[Dataset entries]
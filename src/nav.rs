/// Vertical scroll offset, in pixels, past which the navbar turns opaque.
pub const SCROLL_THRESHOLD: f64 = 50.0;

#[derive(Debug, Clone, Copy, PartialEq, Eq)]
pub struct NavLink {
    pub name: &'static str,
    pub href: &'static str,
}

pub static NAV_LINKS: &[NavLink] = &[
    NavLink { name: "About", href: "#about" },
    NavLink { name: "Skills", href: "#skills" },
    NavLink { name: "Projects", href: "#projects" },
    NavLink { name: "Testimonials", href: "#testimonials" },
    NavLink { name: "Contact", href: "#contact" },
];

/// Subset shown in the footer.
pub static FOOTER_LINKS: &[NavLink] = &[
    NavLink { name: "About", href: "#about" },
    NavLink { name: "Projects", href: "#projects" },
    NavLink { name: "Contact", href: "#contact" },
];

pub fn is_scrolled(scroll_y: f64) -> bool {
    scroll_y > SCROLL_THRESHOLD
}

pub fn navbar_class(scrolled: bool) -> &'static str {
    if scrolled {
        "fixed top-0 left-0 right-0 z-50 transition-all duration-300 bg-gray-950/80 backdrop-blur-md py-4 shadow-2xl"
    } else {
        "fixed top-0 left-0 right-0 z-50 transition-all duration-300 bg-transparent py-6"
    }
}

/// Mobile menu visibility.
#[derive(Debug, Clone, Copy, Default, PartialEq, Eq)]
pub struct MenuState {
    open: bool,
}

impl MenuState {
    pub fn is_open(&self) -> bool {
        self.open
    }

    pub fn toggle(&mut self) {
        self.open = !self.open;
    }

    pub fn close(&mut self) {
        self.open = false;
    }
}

§ **ABOUT THIS EXERCISE**: In the lines above, find the word "duration" and copy every line it occurs in.

§ **SOLUTION**:
        "fixed top-0 left-0 right-0 z-50 transition-all duration-300 bg-gray-950/80 backdrop-blur-md py-4 shadow-2xl"
        "fixed top-0 left-0 right-0 z-50 transition-all duration-300 bg-transparent py-6"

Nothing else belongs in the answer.